§ DATA EXTRACTS:
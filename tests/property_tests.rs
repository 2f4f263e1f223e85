#![allow(clippy::panic_in_result_fn)]
#![allow(clippy::panic)]
#![allow(clippy::unwrap_used)]
#![allow(clippy::indexing_slicing)]

use proptest::collection::vec;
use proptest::prelude::*;
use xmlify::{to_xml, to_xml_with_config, Filter, Mapping, Node, RenderConfig, Tag, DEFAULT_HEADER};

// Strategy for element names; the `k` prefix keeps clear of the reserved keys
fn key_strategy() -> impl Strategy<Value = String> {
    "k[a-z0-9]{0,6}"
}

// Text without whitespace, markup or anything an indent could be confused with
fn text_strategy() -> impl Strategy<Value = String> {
    "[a-zA-Z0-9_.-]{0,12}"
}

fn leaf_strategy() -> impl Strategy<Value = Node> {
    prop_oneof![
        text_strategy().prop_map(Node::from),
        (-1000i32..1000i32).prop_map(Node::from),
        any::<bool>().prop_map(Node::from),
    ]
}

// Strategy for arbitrary trees of mappings, sequences and explicit tags
fn node_strategy() -> impl Strategy<Value = Node> {
    leaf_strategy().prop_recursive(4, 48, 5, |inner| {
        prop_oneof![
            vec(inner.clone(), 0..5).prop_map(Node::Sequence),
            vec((key_strategy(), inner.clone()), 0..5)
                .prop_map(|entries| Node::from(entries.into_iter().collect::<Mapping>())),
            (key_strategy(), inner).prop_map(|(name, content)| Node::from(
                Tag::new(name).with_content(content)
            )),
        ]
    })
}

fn expected_element(key: &str, text: &str) -> String {
    if text.is_empty() {
        format!("<{key}/>")
    } else {
        format!("<{key}>{text}</{key}>")
    }
}

proptest! {
    // One element per key, in key order
    #[test]
    fn test_mapping_renders_one_tag_per_key(
        entries in vec((key_strategy(), text_strategy()), 0..8)
    ) {
        let map: Mapping = entries.iter().cloned().collect();
        let expected: String = map
            .iter()
            .map(|(key, value)| expected_element(key, value.as_str().unwrap_or_default()))
            .collect();

        prop_assert_eq!(to_xml(&Node::from(map)), expected);
    }

    // Pretty-printing only ever adds newlines and indentation
    #[test]
    fn test_indentation_only_adds_whitespace(node in node_strategy()) {
        let compact = to_xml(&node);
        let pretty = to_xml_with_config(&node, &RenderConfig::new().indent("  "));
        let stripped: String = pretty.chars().filter(|c| *c != '\n' && *c != ' ').collect();

        prop_assert_eq!(stripped, compact);
    }

    // The declaration shows up at most once and only at the very start
    #[test]
    fn test_header_at_most_once(node in node_strategy(), indent in "( {0,2}|\t)") {
        let config = RenderConfig::new().header(true).indent(indent);
        let output = to_xml_with_config(&node, &config);
        let count = output.matches(DEFAULT_HEADER).count();

        prop_assert!(count <= 1);
        if count == 1 {
            prop_assert!(output.starts_with(DEFAULT_HEADER));
        }
    }

    // A descriptor self-closes only when its content renders empty
    #[test]
    fn test_self_close_only_when_empty(
        name in key_strategy(),
        text in text_strategy(),
        flag in proptest::option::of(any::<bool>())
    ) {
        let mut tag = Tag::new(name.clone()).with_content(text.clone());
        tag.self_close = flag;
        let output = to_xml(&Node::from(tag));

        if text.is_empty() && flag != Some(false) {
            prop_assert_eq!(output, format!("<{name}/>"));
        } else {
            prop_assert_eq!(output, format!("<{name}>{text}</{name}>"));
        }
    }

    // Escaped text never carries raw markup characters
    #[test]
    fn test_escaped_text_has_no_markup(text in ".{1,24}") {
        let config = RenderConfig::new().text_filter(Filter::xml_text().unwrap());
        let output = to_xml_with_config(&Node::from(Mapping::new().with("k", text)), &config);
        let inner = output
            .strip_prefix("<k>")
            .and_then(|rest| rest.strip_suffix("</k>"))
            .unwrap();

        prop_assert!(!inner.contains('<'));
        prop_assert!(!inner.contains('>'));
    }

    // Rendering is deterministic and leaves the input untouched
    #[test]
    fn test_render_is_pure(node in node_strategy()) {
        let snapshot = node.clone();
        let first = to_xml(&node);
        let second = to_xml(&node);

        prop_assert_eq!(first, second);
        prop_assert_eq!(node, snapshot);
    }
}
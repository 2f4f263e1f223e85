//! Recursive renderer
//!
//! One depth-first walk over the tree. Mappings and sequences add no nesting
//! level of their own; only element content is rendered one level deeper.
//!
//! Pretty-printing puts a newline and indent in front of every element that
//! is not at the start of the output, and in front of a closing tag whose
//! content contains markup. A depth-0 element always counts as the start of
//! the output, so siblings at the top level are never separated by newlines.

mod attributes;
mod context;
mod mapping;

pub use self::{
    attributes::format_attributes,
    context::RenderContext,
    mapping::{implicit_descriptor, to_tag_sequence},
};

use crate::classify::{classify, Classified, Descriptor, Kind};
use crate::escape::escape;
use crate::node::{format_date, is_private_marker, Mapping, Node};
use tracing::trace;

/// Renders `node` at the position described by `ctx`
pub fn render(node: &Node, ctx: RenderContext<'_>) -> String {
    render_classified(classify(node), ctx)
}

fn render_classified(class: Classified<'_>, ctx: RenderContext<'_>) -> String {
    let kind = class.kind();
    let output_start = is_output_start(kind, &ctx);
    let header = if output_start && ctx.leads_output() {
        ctx.config().header.declaration()
    } else {
        None
    };
    let ctx = if header.is_some() {
        ctx.without_header()
    } else {
        ctx
    };
    trace!(?kind, depth = ctx.depth(), output_start, "rendering node");

    let body = match class {
        Classified::Sequence(items) => render_sequence(items, ctx),
        Classified::Mapping(map) => render_mapping(map, ctx),
        Classified::Callable(callable) => render(&callable.call(&ctx), ctx),
        Classified::Tag(descriptor) => render_tag(&descriptor, ctx, output_start),
        Classified::Scalar(node) => render_text(&node.to_text(), ctx),
        Classified::Date(dt) => render_text(&format_date(dt), ctx),
        Classified::Absent => String::new(),
    };

    match header {
        Some(declaration) => {
            let mut out = String::with_capacity(declaration.len() + 1 + body.len());
            out.push_str(declaration);
            if ctx.is_pretty() {
                out.push('\n');
            }
            out.push_str(&body);
            out
        }
        None => body,
    }
}

/// Units at depth 0 always start the output; containers at depth 0 only when
/// they are the first item of their group.
fn is_output_start(kind: Kind, ctx: &RenderContext<'_>) -> bool {
    ctx.depth() == 0 && (kind.is_unit() || ctx.is_first_item())
}

fn render_sequence(items: &[Node], ctx: RenderContext<'_>) -> String {
    items
        .iter()
        .enumerate()
        .map(|(index, item)| render(item, ctx.sibling(index, items.len())))
        .collect()
}

fn render_mapping(map: &Mapping, ctx: RenderContext<'_>) -> String {
    let len = map.len();
    map.iter()
        .enumerate()
        .map(|(index, (key, value))| {
            render_classified(
                Classified::Tag(implicit_descriptor(key, value)),
                ctx.sibling(index, len),
            )
        })
        .collect()
}

fn render_tag(tag: &Descriptor<'_>, ctx: RenderContext<'_>, output_start: bool) -> String {
    if tag.is_verbatim() {
        return tag.name.to_string();
    }
    if is_private_marker(&tag.name) {
        return String::new();
    }

    let child = tag
        .content
        .as_deref()
        .map(|content| render(content, ctx.nested()))
        .unwrap_or_default();
    let child_is_simple = !child.contains('<');
    let self_closing = child.is_empty() && tag.self_close.unwrap_or(true);

    let pretty = ctx.is_pretty();
    let indent = ctx.indent();
    let attributes = format_attributes(
        tag.attrs.as_deref(),
        ctx.config().attribute_filter.as_ref(),
    );

    let mut out = String::with_capacity(
        child.len() + attributes.len() + 2 * (tag.name.len() + indent.len()) + 8,
    );
    if pretty && !output_start {
        out.push('\n');
    }
    out.push_str(&indent);
    out.push('<');
    out.push_str(&tag.name);
    out.push_str(&attributes);
    if self_closing {
        out.push_str("/>");
        return out;
    }
    out.push('>');
    out.push_str(&child);
    if pretty && !child_is_simple {
        out.push('\n');
        out.push_str(&indent);
    }
    out.push_str("</");
    out.push_str(&tag.name);
    out.push('>');
    out
}

fn render_text(text: &str, ctx: RenderContext<'_>) -> String {
    escape(text, ctx.config().text_filter.as_ref()).into_owned()
}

§ EXERCISE REQUIREMENTS:
Show each line in the entries that holds the string "never".

§ REPLY TO THE EXERCISE:
    // Escaped text never carries raw markup characters
//! the output, so siblings at the top level are never separated by newlines.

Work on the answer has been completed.